This topic has not been recognized as a distinct entity within multivariate analysis until relatively recently. Consequently, most of today's (2000) knowledge of the subject is found in the research literature, rather than in textbooks. (There is an introduction to GMANOVA in [a41], Problem 10.18, and a little can be found in [a8], Sect. 9.6, second part.) A good exposition of testing aspects of GMANOVA, pointing to applications in various experimental settings, is given in [a21].

The general GMANOVA model was first stated in [a42], where the motivation was the modelling of experiments on the comparison of growth curves in different populations. Suppose such a growth curve can be represented by a polynomial in the time $t$, say $f ( t ) = \beta _ { 0 } + \beta _ { 1 } t + \ldots + \beta _ { k } t ^ { k }$. If measurements are made on an individual at times $t _ { 1 } , \ldots , t _ { p }$, then these $p$ data are thought of as one observation on a $p$-variate population with population mean $( f ( t _ { 1 } ) , \ldots , f ( t _ { p } ) )$ and covariance matrix $\Sigma$, where the $\beta$s and $\Sigma$ are unknown parameters. Suppose $m$ populations are to be compared and a sample of size $n_i$ is taken from the $i$th population, $i = 1 , \ldots , m$. In order to model this by (a3), let the $i$th column of $\mathbf{X} _ { 1 }$ (corresponding to the $i$th population) have $n_i$ $1$s, and $0$s otherwise. Specifically, the first column has a $1$ in positions $1 , \ldots , n _ { 1 }$, the second in positions $n _ { 1 } + 1 , \ldots , n _ { 1 } + n _ { 2 }$, etc.; then $n = \sum n_{i}$. Let the growth curve in the $i$th population be $\beta _ { i 0 } + \beta _ { i 1 } t + \ldots + \beta _ { i k } t ^ { k }$; then the matrix $\mathbf{B}$ has $m$ rows, the $i$th row being $( \beta _ { i 0 } , \ldots , \beta _ { i k } )$, so that $s = k + 1$ in (a3); and $\mathbf{X} _ { 2 }$ has $p$ columns, the $j$th one being $( 1 , t _ { j } , \ldots , t _ { j } ^ { k } ) ^ { \prime }$. (In the example given in [a42], measurements were taken at ages 8, 10, 12, and 14 in a group of girls and a group of boys; each measurement was of a certain distance between two points inside the head (with help of an X-ray picture) that is of interest in orthodontistry to monitor growth.)

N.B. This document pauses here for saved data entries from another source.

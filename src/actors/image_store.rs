// Image Store Actor - 使用Actor模式管理图片列表
//
// StoredImageManager 只被这个Actor持有，列表的所有修改都在它的消息队列里串行执行
// 后台任务不能直接修改列表，只能通过Handle发送命令

use std::path::PathBuf;

use tokio::sync::{mpsc, oneshot};

use crate::storage::{DeletionReport, ImageDirectory, StoredImageManager};

/// 图片存储命令
pub enum ImageStoreCommand {
    /// 从磁盘重新加载列表
    Load {
        reply: oneshot::Sender<Result<usize, String>>,
    },

    /// 批量删除（文件和列表条目一起删除）
    DeleteImages {
        indices: Vec<usize>,
        reply: oneshot::Sender<DeletionReport>,
    },

    /// 删除全部
    DeleteAll {
        reply: oneshot::Sender<Result<(), String>>,
    },

    /// 计算总大小
    TotalSize {
        reply: oneshot::Sender<u64>,
    },

    /// 获取列表快照
    Listing {
        reply: oneshot::Sender<Vec<PathBuf>>,
    },
}

/// 图片存储Actor
pub struct ImageStoreActor {
    receiver: mpsc::Receiver<ImageStoreCommand>,
    manager: StoredImageManager,
}

impl ImageStoreActor {
    /// 创建新的Actor
    pub fn new(manager: StoredImageManager) -> (Self, ImageStoreHandle) {
        let (sender, receiver) = mpsc::channel(32);
        let directory = manager.directory().clone();
        let actor = Self { receiver, manager };
        let handle = ImageStoreHandle { sender, directory };
        (actor, handle)
    }

    /// 运行Actor
    pub async fn run(mut self) {
        tracing::info!("Image Store Actor 已启动");

        while let Some(cmd) = self.receiver.recv().await {
            match cmd {
                ImageStoreCommand::Load { reply } => {
                    let result = self
                        .manager
                        .load_images()
                        .await
                        .map(|_| self.manager.len())
                        .map_err(|e| e.to_string());
                    let _ = reply.send(result);
                }

                ImageStoreCommand::DeleteImages { indices, reply } => {
                    let report = self.manager.delete_images(&indices).await;
                    let _ = reply.send(report);
                }

                ImageStoreCommand::DeleteAll { reply } => {
                    let result = self
                        .manager
                        .delete_all_images()
                        .await
                        .map_err(|e| e.to_string());
                    let _ = reply.send(result);
                }

                ImageStoreCommand::TotalSize { reply } => {
                    let _ = reply.send(self.manager.calculate_size_of_file().await);
                }

                ImageStoreCommand::Listing { reply } => {
                    let _ = reply.send(self.manager.image_paths().to_vec());
                }
            }
        }

        tracing::info!("Image Store Actor 已停止");
    }
}

/// 图片存储Handle
#[derive(Clone)]
pub struct ImageStoreHandle {
    sender: mpsc::Sender<ImageStoreCommand>,
    directory: ImageDirectory,
}

impl ImageStoreHandle {
    /// 图片目录（后台保存使用）
    pub fn directory(&self) -> &ImageDirectory {
        &self.directory
    }

    /// 重新加载列表，返回图片数量
    pub async fn load(&self) -> Result<usize, String> {
        let (reply, rx) = oneshot::channel();
        self.sender
            .send(ImageStoreCommand::Load { reply })
            .await
            .map_err(|_| "图片存储已停止".to_string())?;
        rx.await.map_err(|_| "图片存储无响应".to_string())?
    }

    /// 删除单张图片
    pub async fn delete_image(&self, index: usize) -> DeletionReport {
        self.delete_images(vec![index]).await
    }

    /// 批量删除
    pub async fn delete_images(&self, indices: Vec<usize>) -> DeletionReport {
        let (reply, rx) = oneshot::channel();
        let request = ImageStoreCommand::DeleteImages {
            indices: indices.clone(),
            reply,
        };

        let stopped = || DeletionReport {
            removed: Vec::new(),
            failures: indices
                .iter()
                .map(|&index| crate::storage::DeletionFailure {
                    index,
                    path: None,
                    error: "图片存储已停止".to_string(),
                })
                .collect(),
        };

        if self.sender.send(request).await.is_err() {
            return stopped();
        }
        rx.await.unwrap_or_else(|_| stopped())
    }

    /// 删除全部图片
    pub async fn delete_all(&self) -> Result<(), String> {
        let (reply, rx) = oneshot::channel();
        self.sender
            .send(ImageStoreCommand::DeleteAll { reply })
            .await
            .map_err(|_| "图片存储已停止".to_string())?;
        rx.await.map_err(|_| "图片存储无响应".to_string())?
    }

    /// 总大小（字节）
    pub async fn total_size(&self) -> u64 {
        let (reply, rx) = oneshot::channel();
        self.sender.send(ImageStoreCommand::TotalSize { reply }).await.ok();
        rx.await.unwrap_or_default()
    }

    /// 列表快照
    pub async fn listing(&self) -> Vec<PathBuf> {
        let (reply, rx) = oneshot::channel();
        self.sender.send(ImageStoreCommand::Listing { reply }).await.ok();
        rx.await.unwrap_or_default()
    }

    /// 健康检查：Actor是否还在处理消息
    pub async fn health_check(&self) -> bool {
        let (reply, rx) = oneshot::channel();
        if self.sender.send(ImageStoreCommand::Listing { reply }).await.is_err() {
            return false;
        }
        rx.await.is_ok()
    }
}

#[cfg(test)]
mod tests {
    use super::*;
    use tempfile::tempdir;

    #[tokio::test]
    async fn test_actor_serializes_listing_mutations() {
        let temp_dir = tempdir().unwrap();
        let directory = ImageDirectory::new(temp_dir.path().to_path_buf(), "jpg");
        let (actor, handle) = ImageStoreActor::new(StoredImageManager::new(directory));
        tokio::spawn(actor.run());

        handle
            .directory()
            .save_images(vec![Some(vec![1; 10]), Some(vec![2; 20]), Some(vec![3; 30])])
            .await;
        assert_eq!(handle.load().await.unwrap(), 3);
        assert_eq!(handle.total_size().await, 60);

        let listing = handle.listing().await;
        let report = handle.delete_images(vec![0, 2]).await;
        assert!(report.is_success());
        assert_eq!(handle.listing().await, vec![listing[1].clone()]);

        handle.delete_all().await.unwrap();
        assert!(handle.listing().await.is_empty());
        assert_eq!(handle.load().await.unwrap(), 0);
    }

    #[tokio::test]
    async fn test_stopped_actor_reports_failures() {
        let temp_dir = tempdir().unwrap();
        let directory = ImageDirectory::new(temp_dir.path().to_path_buf(), "jpg");
        let (actor, handle) = ImageStoreActor::new(StoredImageManager::new(directory));
        drop(actor);

        assert!(!handle.health_check().await);
        assert!(handle.load().await.is_err());
        let report = handle.delete_image(0).await;
        assert_eq!(report.failures.len(), 1);
    }
}
// 图片存储管理器 - 维护已保存图片的列表
//
// 列表只由 load_images 从磁盘同步，其余操作假定列表与磁盘一致
// 由 ImageStoreActor 独占持有，所有修改都在同一个队列中执行

use std::path::PathBuf;

use anyhow::{anyhow, Result};
use serde::Serialize;
use tracing::{debug, error, info};

use super::ImageDirectory;

/// 单个删除失败
#[derive(Debug, Clone, Serialize)]
pub struct DeletionFailure {
    /// 请求删除的下标
    pub index: usize,
    /// 对应文件（下标越界时为空）
    pub path: Option<PathBuf>,
    /// 错误信息
    pub error: String,
}

/// 批量删除结果
#[derive(Debug, Clone, Default, Serialize)]
pub struct DeletionReport {
    /// 成功删除的下标及文件，按下标降序
    pub removed: Vec<(usize, PathBuf)>,
    /// 删除失败的条目（列表中保留）
    pub failures: Vec<DeletionFailure>,
}

impl DeletionReport {
    pub fn is_success(&self) -> bool {
        self.failures.is_empty()
    }
}

/// 图片存储管理器
pub struct StoredImageManager {
    /// 图片目录
    directory: ImageDirectory,
    /// 图片文件列表
    image_paths: Vec<PathBuf>,
}

impl StoredImageManager {
    /// 创建管理器（列表为空，需调用 load_images）
    pub fn new(directory: ImageDirectory) -> Self {
        Self {
            directory,
            image_paths: Vec::new(),
        }
    }

    pub fn directory(&self) -> &ImageDirectory {
        &self.directory
    }

    /// 当前列表
    pub fn image_paths(&self) -> &[PathBuf] {
        &self.image_paths
    }

    pub fn len(&self) -> usize {
        self.image_paths.len()
    }

    pub fn is_empty(&self) -> bool {
        self.image_paths.is_empty()
    }

    /// 从磁盘重新读取列表（整体替换）
    pub async fn load_images(&mut self) -> Result<()> {
        let entries = self.directory.list_entries().await?;
        debug!("加载图片列表: {} 张", entries.len());
        self.image_paths = entries;
        Ok(())
    }

    /// 删除下标对应的文件，不修改列表
    pub async fn delete_image(&self, index: usize) -> Result<PathBuf> {
        let path = self
            .image_paths
            .get(index)
            .cloned()
            .ok_or_else(|| anyhow!("图片下标超出范围: {} (共 {} 张)", index, self.len()))?;

        self.directory.remove_if_exists(&path).await?;
        Ok(path)
    }

    /// 从列表中移除条目
    pub fn remove_entry(&mut self, index: usize) -> Option<PathBuf> {
        if index < self.image_paths.len() {
            Some(self.image_paths.remove(index))
        } else {
            None
        }
    }

    /// 批量删除
    ///
    /// 下标去重后从大到小处理，保证尚未处理的下标不会因移除而偏移。
    /// 每个下标的文件和列表条目一起删除；某个失败时记录并继续，失败条目保留在列表中
    pub async fn delete_images(&mut self, indices: &[usize]) -> DeletionReport {
        let mut ordered = indices.to_vec();
        ordered.sort_unstable_by(|a, b| b.cmp(a));
        ordered.dedup();

        let mut report = DeletionReport::default();
        for index in ordered {
            match self.delete_image(index).await {
                Ok(path) => {
                    self.remove_entry(index);
                    report.removed.push((index, path));
                }
                Err(e) => {
                    error!("删除图片失败 (下标 {}): {}", index, e);
                    report.failures.push(DeletionFailure {
                        index,
                        path: self.image_paths.get(index).cloned(),
                        error: e.to_string(),
                    });
                }
            }
        }

        info!(
            "批量删除完成: 成功 {} 张, 失败 {} 张",
            report.removed.len(),
            report.failures.len()
        );
        report
    }

    /// 删除全部图片
    ///
    /// 尽力删除每个文件，成功的条目从列表移除，失败的条目保留，
    /// 有失败时返回首个错误和失败数量
    pub async fn delete_all_images(&mut self) -> Result<()> {
        let mut remaining = Vec::new();
        let mut first_error: Option<String> = None;

        for path in std::mem::take(&mut self.image_paths) {
            if let Err(e) = self.directory.remove_if_exists(&path).await {
                error!("{}", e);
                first_error.get_or_insert_with(|| e.to_string());
                remaining.push(path);
            }
        }

        let failed = remaining.len();
        self.image_paths = remaining;

        match first_error {
            Some(err) => Err(anyhow!("{} 个文件删除失败，首个错误: {}", failed, err)),
            None => {
                info!("已删除全部图片");
                Ok(())
            }
        }
    }

    /// 计算列表中文件的总大小（字节），无法读取的文件按0计
    pub async fn calculate_size_of_file(&self) -> u64 {
        let mut total = 0u64;
        for path in &self.image_paths {
            if let Some(size) = ImageDirectory::file_size(path).await {
                total += size;
            }
        }
        total
    }

    /// 保存图片数据，不修改列表
    pub async fn save_images(&self, buffers: Vec<Option<Vec<u8>>>) -> Vec<PathBuf> {
        self.directory.save_images(buffers).await
    }
}

#[cfg(test)]
mod tests {
    use super::*;
    use tempfile::{tempdir, TempDir};

    async fn manager_with(sizes: &[usize]) -> (TempDir, StoredImageManager) {
        let temp_dir = tempdir().unwrap();
        let directory = ImageDirectory::new(temp_dir.path().to_path_buf(), "jpg");
        let mut manager = StoredImageManager::new(directory);

        for (i, size) in sizes.iter().enumerate() {
            manager.save_images(vec![Some(vec![i as u8; *size])]).await;
        }
        manager.load_images().await.unwrap();
        (temp_dir, manager)
    }

    #[tokio::test]
    async fn test_saved_images_are_listed_and_readable() {
        let temp_dir = tempdir().unwrap();
        let directory = ImageDirectory::new(temp_dir.path().to_path_buf(), "jpg");
        let mut manager = StoredImageManager::new(directory);

        let buffers = vec![vec![1u8; 10], vec![2u8; 20], vec![3u8; 30]];
        let saved = manager
            .save_images(buffers.iter().cloned().map(Some).collect())
            .await;
        assert_eq!(saved.len(), 3);
        // 保存不修改列表
        assert!(manager.is_empty());

        manager.load_images().await.unwrap();
        assert_eq!(manager.len(), 3);

        for (path, original) in saved.iter().zip(&buffers) {
            assert!(manager.image_paths().contains(path));
            assert_eq!(&tokio::fs::read(path).await.unwrap(), original);
        }
    }

    #[tokio::test]
    async fn test_load_images_fails_for_unreadable_directory() {
        let temp_dir = tempdir().unwrap();
        let directory = ImageDirectory::new(temp_dir.path().join("gone"), "jpg");
        let mut manager = StoredImageManager::new(directory);
        assert!(manager.load_images().await.is_err());
    }

    #[tokio::test]
    async fn test_delete_image_removes_identity() {
        let (_temp_dir, mut manager) = manager_with(&[5, 6, 7]).await;
        let target = manager.image_paths()[1].clone();

        let report = manager.delete_images(&[1]).await;
        assert!(report.is_success());
        assert_eq!(report.removed, vec![(1, target.clone())]);

        manager.load_images().await.unwrap();
        assert_eq!(manager.len(), 2);
        assert!(!manager.image_paths().contains(&target));
    }

    #[tokio::test]
    async fn test_batch_delete_is_order_independent() {
        let (_temp_dir, mut manager) = manager_with(&[1, 2, 3, 4, 5]).await;
        let original = manager.image_paths().to_vec();

        // 选择顺序打乱且有重复
        let report = manager.delete_images(&[1, 4, 3, 1]).await;
        assert!(report.is_success());
        let removed_indices: Vec<usize> = report.removed.iter().map(|(i, _)| *i).collect();
        assert_eq!(removed_indices, vec![4, 3, 1]);

        let expected = vec![original[0].clone(), original[2].clone()];
        assert_eq!(manager.image_paths(), expected.as_slice());

        manager.load_images().await.unwrap();
        let mut reloaded = manager.image_paths().to_vec();
        reloaded.sort();
        let mut expected_sorted = expected;
        expected_sorted.sort();
        assert_eq!(reloaded, expected_sorted);
    }

    #[tokio::test]
    async fn test_out_of_range_index_is_reported_without_aborting() {
        let (_temp_dir, mut manager) = manager_with(&[1, 2]).await;
        let report = manager.delete_images(&[7, 0]).await;

        assert_eq!(report.failures.len(), 1);
        assert_eq!(report.failures[0].index, 7);
        assert!(report.failures[0].path.is_none());
        assert_eq!(report.removed.len(), 1);
        assert_eq!(manager.len(), 1);
    }

    #[tokio::test]
    async fn test_file_already_gone_still_removes_entry() {
        let (_temp_dir, mut manager) = manager_with(&[1, 2]).await;
        let path = manager.image_paths()[0].clone();
        tokio::fs::remove_file(&path).await.unwrap();

        let report = manager.delete_images(&[0]).await;
        assert!(report.is_success());
        assert_eq!(manager.len(), 1);
    }

    #[tokio::test]
    async fn test_calculate_size_skips_missing_files() {
        let (_temp_dir, manager) = manager_with(&[100, 250, 50]).await;
        assert_eq!(manager.calculate_size_of_file().await, 400);

        let path = manager.image_paths()[0].clone();
        let removed = tokio::fs::metadata(&path).await.unwrap().len();
        tokio::fs::remove_file(&path).await.unwrap();
        assert_eq!(manager.calculate_size_of_file().await, 400 - removed);
    }

    #[tokio::test]
    async fn test_delete_all_images_empties_listing() {
        let (_temp_dir, mut manager) = manager_with(&[3, 4, 5]).await;
        manager.delete_all_images().await.unwrap();
        assert!(manager.is_empty());

        manager.load_images().await.unwrap();
        assert!(manager.is_empty());
    }

    #[tokio::test]
    async fn test_delete_all_images_keeps_failed_entries() {
        let (temp_dir, mut manager) = manager_with(&[3, 4]).await;

        // 目录占用了文件名，remove_file 会失败
        let blocker = temp_dir.path().join("blocker.jpg");
        tokio::fs::create_dir(&blocker).await.unwrap();
        manager.image_paths.push(blocker.clone());

        let result = manager.delete_all_images().await;
        assert!(result.is_err());
        assert_eq!(manager.image_paths(), &[blocker]);
    }
}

Linear hypotheses are in general of the form (a9). For instance, suppose two growth curves are to be compared, both assumed to be straight lines ($k = 1$) so that $m = 2$, $s = 2$. Suppose the hypothesis is $\beta _ { 11 } = \beta _ { 21 }$ (equal slope in the two populations). Then in (a9) one can take $\mathbf{X} _ { 3 } = ( 1 , - 1 )$ and $\mathbf{X} _ { 4 } = ( 0,1 ) ^ { \prime }$. Other examples of GMANOVA may be found in [a21].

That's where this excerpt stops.